A 借金が返せないなら弁護士などに相談して解決しろ。もしくはコツコツ返すしかないと伝える。

B 利息が高く大変なことになるので、取りあえず立て替えてやるから、自分で返済しろという

 AとBのどちらを選ぶでしょうか。

 これでもし、その人の周りにいる全員がAを選んだとしたら、その人は借金返済に苦しみ、「ギャンブルをやめなくては」という決断をせざるを得なくなります。

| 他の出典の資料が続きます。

//! Optimistic edits and their reconciliation against server state
//!
//! A user action records what the user asked for as a [`PendingEdit`]. Until
//! the server reports the same value, or the edit's settle deadline passes,
//! the displayed snapshot shows the edit instead of the server value. There is
//! at most one edit per field; a newer one replaces the older.

use std::time::Duration;

use tokio::time::Instant;
use tracing::debug;

use super::snapshot::PlaybackSnapshot;

/// Which part of the snapshot an edit overrides
#[derive(Debug, Clone, Copy, PartialEq, Eq)]
pub enum EditField {
    Seek,
    PlayPause,
    Favorite,
}

/// The value the user asked for
#[derive(Debug, Clone, PartialEq, Eq)]
pub enum Intent {
    Seek { position_ms: u64 },
    Playing(bool),
    Favorite(bool),
}

impl Intent {
    pub fn field(&self) -> EditField {
        match self {
            Intent::Seek { .. } => EditField::Seek,
            Intent::Playing(_) => EditField::PlayPause,
            Intent::Favorite(_) => EditField::Favorite,
        }
    }
}

#[derive(Debug, Clone)]
pub struct PendingEdit {
    pub intent: Intent,
    /// Track the edit was made against; `None` for edits that survive a track change
    pub track_id: Option<String>,
    pub created_at: Instant,
    pub deadline: Instant,
    /// Identifies the edit for rollback
    pub generation: u64,
}

impl PendingEdit {
    fn is_expired(&self, now: Instant) -> bool {
        now >= self.deadline
    }

    fn applies_to(&self, snapshot: &PlaybackSnapshot) -> bool {
        self.track_id
            .as_deref()
            .map_or(true, |id| id == snapshot.track_id)
    }

    /// Whether the server already reflects this edit
    ///
    /// A seek counts as applied when the server position is near the target,
    /// allowing for playback having moved on since the edit was made.
    fn is_satisfied_by(
        &self,
        server: &PlaybackSnapshot,
        now: Instant,
        seek_tolerance: Duration,
    ) -> bool {
        match self.intent {
            Intent::Seek { position_ms } => {
                let tolerance = seek_tolerance.as_millis() as u64;
                let elapsed = now.saturating_duration_since(self.created_at).as_millis() as u64;
                let low = position_ms.saturating_sub(tolerance);
                let high = position_ms
                    .saturating_add(elapsed)
                    .saturating_add(tolerance);
                (low..=high).contains(&server.progress_ms)
            }
            Intent::Playing(playing) => server.is_playing == playing,
            Intent::Favorite(favorite) => server.is_favorite == favorite,
        }
    }

    fn apply(&self, snapshot: &mut PlaybackSnapshot) {
        match self.intent {
            Intent::Seek { position_ms } => {
                snapshot.progress_ms = position_ms.min(snapshot.duration_ms);
            }
            Intent::Playing(playing) => snapshot.is_playing = playing,
            Intent::Favorite(favorite) => snapshot.is_favorite = favorite,
        }
    }
}

/// The set of outstanding edits, one per field
#[derive(Debug, Default)]
pub struct PendingEdits {
    edits: Vec<PendingEdit>,
    next_generation: u64,
}

impl PendingEdits {
    pub fn new() -> Self {
        Self::default()
    }

    /// Record an edit, replacing any earlier edit on the same field.
    /// Returns the generation to use for rollback.
    pub fn insert(
        &mut self,
        intent: Intent,
        track_id: Option<String>,
        now: Instant,
        settle: Duration,
    ) -> u64 {
        self.next_generation += 1;
        let generation = self.next_generation;
        let field = intent.field();

        self.edits.retain(|e| e.intent.field() != field);
        self.edits.push(PendingEdit {
            intent,
            track_id,
            created_at: now,
            deadline: now + settle,
            generation,
        });
        generation
    }

    /// Remove the edit with this generation, if it is still outstanding.
    /// A newer edit on the same field is left alone.
    pub fn rollback(&mut self, generation: u64) -> bool {
        let before = self.edits.len();
        self.edits.retain(|e| e.generation != generation);
        self.edits.len() != before
    }

    /// Settle edits against a fresh server snapshot and return what to display
    ///
    /// Edits the server confirms, edits past their deadline and edits made
    /// against a different track are dropped. The rest override the server.
    pub fn reconcile(
        &mut self,
        server: &PlaybackSnapshot,
        now: Instant,
        seek_tolerance: Duration,
    ) -> PlaybackSnapshot {
        self.edits.retain(|edit| {
            if !edit.applies_to(server) {
                debug!("Dropping {:?} edit: track changed", edit.intent.field());
                false
            } else if edit.is_satisfied_by(server, now, seek_tolerance) {
                debug!("{:?} edit confirmed by server", edit.intent.field());
                false
            } else if edit.is_expired(now) {
                debug!("{:?} edit expired, server value wins", edit.intent.field());
                false
            } else {
                true
            }
        });
        self.overlay(server, now)
    }

    /// Apply live edits to a server snapshot without settling them
    pub fn overlay(&self, server: &PlaybackSnapshot, now: Instant) -> PlaybackSnapshot {
        let mut shown = server.clone();
        for edit in &self.edits {
            if edit.applies_to(server) && !edit.is_expired(now) {
                edit.apply(&mut shown);
            }
        }
        shown
    }

    pub fn get(&self, field: EditField) -> Option<&PendingEdit> {
        self.edits.iter().find(|e| e.intent.field() == field)
    }

    pub fn clear(&mut self) {
        self.edits.clear();
    }

    pub fn len(&self) -> usize {
        self.edits.len()
    }

    pub fn is_empty(&self) -> bool {
        self.edits.is_empty()
    }
}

そして、ネットで調べ、われわれのような当事者団体に連絡をしたり、病院につながったりできるでしょう。

 問題はBのような人が身近に、それも家族にいる場合です。家族は当事者に「もうやるな!」とたんまりと説教をし、時には誓約書や念書を書かせた上で、自ら全額返済をしてしまいます。そして毎月、家族に返すように約束させ、これで利息分が助かって早く返せるだろうと安心します。しかし、再び借金が出てくるのです。しかも1回目より2回目、3回目の方が金額は大きくなっていきます。そして家族は「これが最後」と怒りながら何度も尻拭いを繰り返すのです。これが共依存です。

 ギャンブルの借金は安易に肩代わりをしてはいけません。肩代わりをすればそれは消費者金融の「優良顧客」になってしまい、借り入れを繰り返してしまいます。慌てて借金を返済するより、ギャンブル依存症の治療を優先させるべきなのです。

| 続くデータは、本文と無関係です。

//! Authorization-code + PKCE login flow

use std::sync::Arc;

use parking_lot::Mutex;
use serde::Deserialize;
use tracing::{debug, info, instrument, warn};
use url::Url;

use super::pkce;
use crate::config::{ApiConfig, AuthConfig};
use crate::credentials::{Credential, CredentialStore, PendingVerifier};
use crate::error::{Error, Result};
use crate::spotify::http_client;
use crate::time::current_time_ms;

/// Where the login handshake currently stands
#[derive(Debug, Clone, Copy, PartialEq, Eq)]
pub enum AuthState {
    Unauthenticated,
    /// Verifier stored, waiting for the redirect callback
    PendingExchange,
    Authenticated,
}

/// Successful token endpoint response
#[derive(Debug, Deserialize)]
struct TokenResponse {
    access_token: String,
    /// Lifetime in seconds
    expires_in: u64,
    #[serde(default)]
    refresh_token: Option<String>,
}

/// Error body returned by the token endpoint on 4xx
#[derive(Debug, Deserialize)]
struct TokenErrorResponse {
    error: String,
    #[serde(default)]
    error_description: Option<String>,
}

/// Drives the PKCE handshake and owns token exchange and refresh
pub struct AuthFlow {
    config: AuthConfig,
    store: Arc<CredentialStore>,
    http: reqwest::Client,
    /// Held for the duration of a token request; serializes exchange and refresh
    exchange: tokio::sync::Mutex<()>,
    /// Code already redeemed in this login attempt (duplicate-callback guard)
    redeemed_code: Mutex<Option<String>>,
}

impl AuthFlow {
    pub fn new(config: AuthConfig, api: &ApiConfig, store: Arc<CredentialStore>) -> Result<Self> {
        Ok(Self {
            config,
            store,
            http: http_client(api)?,
            exchange: tokio::sync::Mutex::new(()),
            redeemed_code: Mutex::new(None),
        })
    }

    pub fn state(&self) -> AuthState {
        if self.store.load().is_some() {
            AuthState::Authenticated
        } else if self.store.verifier().is_some() {
            AuthState::PendingExchange
        } else {
            AuthState::Unauthenticated
        }
    }

    pub fn is_authenticated(&self) -> bool {
        self.store.load().is_some()
    }

    /// Start a login attempt and return the URL to send the user to
    ///
    /// Refuses to overwrite the verifier of an attempt that is still waiting
    /// for its callback, unless that attempt is older than the login timeout.
    pub fn begin_login(&self) -> Result<String> {
        let _exchange = self
            .exchange
            .try_lock()
            .map_err(|_| Error::LoginInProgress)?;

        let now = current_time_ms();
        if let Some(pending) = self.store.verifier() {
            let age_ms = now.saturating_sub(pending.created_at_ms);
            if age_ms < self.config.login_timeout().as_millis() as u64 {
                return Err(Error::LoginInProgress);
            }
            info!("Replacing abandoned login attempt ({}s old)", age_ms / 1000);
        }

        let verifier = pkce::generate_verifier();
        let challenge = pkce::challenge_for(&verifier);
        let url = self.authorize_url(&challenge)?;

        self.store.save_verifier(PendingVerifier {
            value: verifier,
            created_at_ms: now,
        })?;
        *self.redeemed_code.lock() = None;

        info!("Login started");
        Ok(url)
    }

    /// Abandon the current login attempt, if any
    pub fn cancel_login(&self) -> Result<()> {
        self.store.discard_verifier()
    }

    /// Exchange an authorization code for a credential
    ///
    /// Calling this again with a code that was already redeemed does not hit
    /// the token endpoint; it returns the stored credential instead.
    #[instrument(skip(self, code))]
    pub async fn complete_login(&self, code: &str) -> Result<Credential> {
        if code.is_empty() {
            return Err(Error::InvalidArgument("empty authorization code".to_string()));
        }

        let _exchange = self.exchange.lock().await;

        if self.redeemed_code.lock().as_deref() == Some(code) {
            debug!("Authorization code already redeemed, skipping exchange");
            return self.store.load().ok_or(Error::Unauthenticated);
        }

        let verifier = self.store.verifier().ok_or(Error::MissingVerifier)?;

        let params = [
            ("client_id", self.config.client_id.as_str()),
            ("grant_type", "authorization_code"),
            ("code", code),
            ("redirect_uri", self.config.redirect_uri.as_str()),
            ("code_verifier", verifier.value.as_str()),
        ];

        let token = match self.request_token(&params).await {
            Ok(token) => token,
            Err(e @ Error::ExchangeRejected { .. }) => {
                warn!("Token exchange rejected: {}", e);
                // The code is burnt either way; the next attempt needs a new verifier
                if let Err(discard) = self.store.discard_verifier() {
                    warn!("Failed to discard verifier: {}", discard);
                }
                return Err(e);
            }
            Err(e) => return Err(e),
        };

        let credential = Credential {
            access_token: token.access_token,
            expires_at_ms: expiry_from_now(token.expires_in),
            refresh_token: token.refresh_token,
        };

        self.store.save(credential.clone())?;
        self.store.discard_verifier()?;
        *self.redeemed_code.lock() = Some(code.to_string());

        info!("Login complete, token valid for {}s", token.expires_in);
        Ok(credential)
    }

    /// Finish a login from the full redirect URL the provider sent back
    pub async fn complete_login_from_redirect(&self, redirect_url: &str) -> Result<Credential> {
        let url = Url::parse(redirect_url)
            .map_err(|e| Error::InvalidArgument(format!("redirect URL: {}", e)))?;

        let mut code = None;
        let mut error = None;
        let mut description = None;
        for (key, value) in url.query_pairs() {
            match key.as_ref() {
                "code" => code = Some(value.into_owned()),
                "error" => error = Some(value.into_owned()),
                "error_description" => description = Some(value.into_owned()),
                _ => {}
            }
        }

        if let Some(error) = error {
            warn!("Authorization denied: {}", error);
            self.store.discard_verifier()?;
            return Err(Error::AuthorizationDenied(description.unwrap_or(error)));
        }

        match code {
            Some(code) => self.complete_login(&code).await,
            None => Err(Error::InvalidArgument(
                "redirect URL carries no authorization code".to_string(),
            )),
        }
    }

    /// Trade the stored refresh token for a fresh access token
    ///
    /// A rejected refresh clears the credential so the next step is a login.
    #[instrument(skip(self))]
    pub async fn refresh(&self) -> Result<Credential> {
        let _exchange = self.exchange.lock().await;

        let refresh_token = self.store.refresh_token().ok_or(Error::Unauthenticated)?;

        let params = [
            ("client_id", self.config.client_id.as_str()),
            ("grant_type", "refresh_token"),
            ("refresh_token", refresh_token.as_str()),
        ];

        let token = match self.request_token(&params).await {
            Ok(token) => token,
            Err(e @ Error::ExchangeRejected { .. }) => {
                warn!("Token refresh rejected: {}", e);
                if let Err(clear) = self.store.clear_credential() {
                    warn!("Failed to clear credential: {}", clear);
                }
                return Err(e);
            }
            Err(e) => return Err(e),
        };

        let credential = Credential {
            access_token: token.access_token,
            expires_at_ms: expiry_from_now(token.expires_in),
            // Providers may omit the refresh token when it did not rotate
            refresh_token: token.refresh_token.or(Some(refresh_token)),
        };
        self.store.save(credential.clone())?;

        info!("Access token refreshed, valid for {}s", token.expires_in);
        Ok(credential)
    }

    /// Forget the credential, any pending verifier and the redeemed code
    pub fn logout(&self) -> Result<()> {
        *self.redeemed_code.lock() = None;
        self.store.clear()?;
        info!("Logged out");
        Ok(())
    }

    fn authorize_url(&self, challenge: &str) -> Result<String> {
        let scope = self.config.scopes.join(" ");
        let url = Url::parse_with_params(
            &self.config.authorize_url,
            &[
                ("client_id", self.config.client_id.as_str()),
                ("response_type", "code"),
                ("redirect_uri", self.config.redirect_uri.as_str()),
                ("scope", scope.as_str()),
                ("code_challenge_method", pkce::CHALLENGE_METHOD),
                ("code_challenge", challenge),
            ],
        )
        .map_err(|e| Error::Config(format!("auth.authorize_url: {}", e)))?;
        Ok(url.to_string())
    }

    async fn request_token(&self, params: &[(&str, &str)]) -> Result<TokenResponse> {
        let resp = self
            .http
            .post(&self.config.token_url)
            .form(params)
            .send()
            .await?;

        let status = resp.status();
        if !status.is_success() {
            let body = resp.text().await.unwrap_or_default();
            let reason = serde_json::from_str::<TokenErrorResponse>(&body)
                .ok()
                .map(|e| e.error_description.unwrap_or(e.error));
            return Err(Error::ExchangeRejected {
                status: status.as_u16(),
                reason,
            });
        }

        resp.json::<TokenResponse>()
            .await
            .map_err(|e| Error::MalformedResponse(format!("token response: {}", e)))
    }
}

fn expiry_from_now(expires_in_secs: u64) -> u64 {
    current_time_ms().saturating_add(expires_in_secs.saturating_mul(1000))
}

 ご家族に借金への正しい知識がないと、ただただ恐れ慌てて返済をしてしまいます。こうして自分たちの老後資金、子どもの教育資金などが根こそぎなくなり、家族関係も悪化し、子どもたちにも影響が出ます。夫婦関係や経済状態の悪化、父親の突然の失踪などから子どもたちが不登校になったり、リストカットやパパ活を始めたりするようなこともあります。預貯金や積み立て型の保険が全てなくなったり、勝手にカードを使われて家族が借金だらけになったりすることもあります。家族全員が正しい知識を持つことが重要なのです。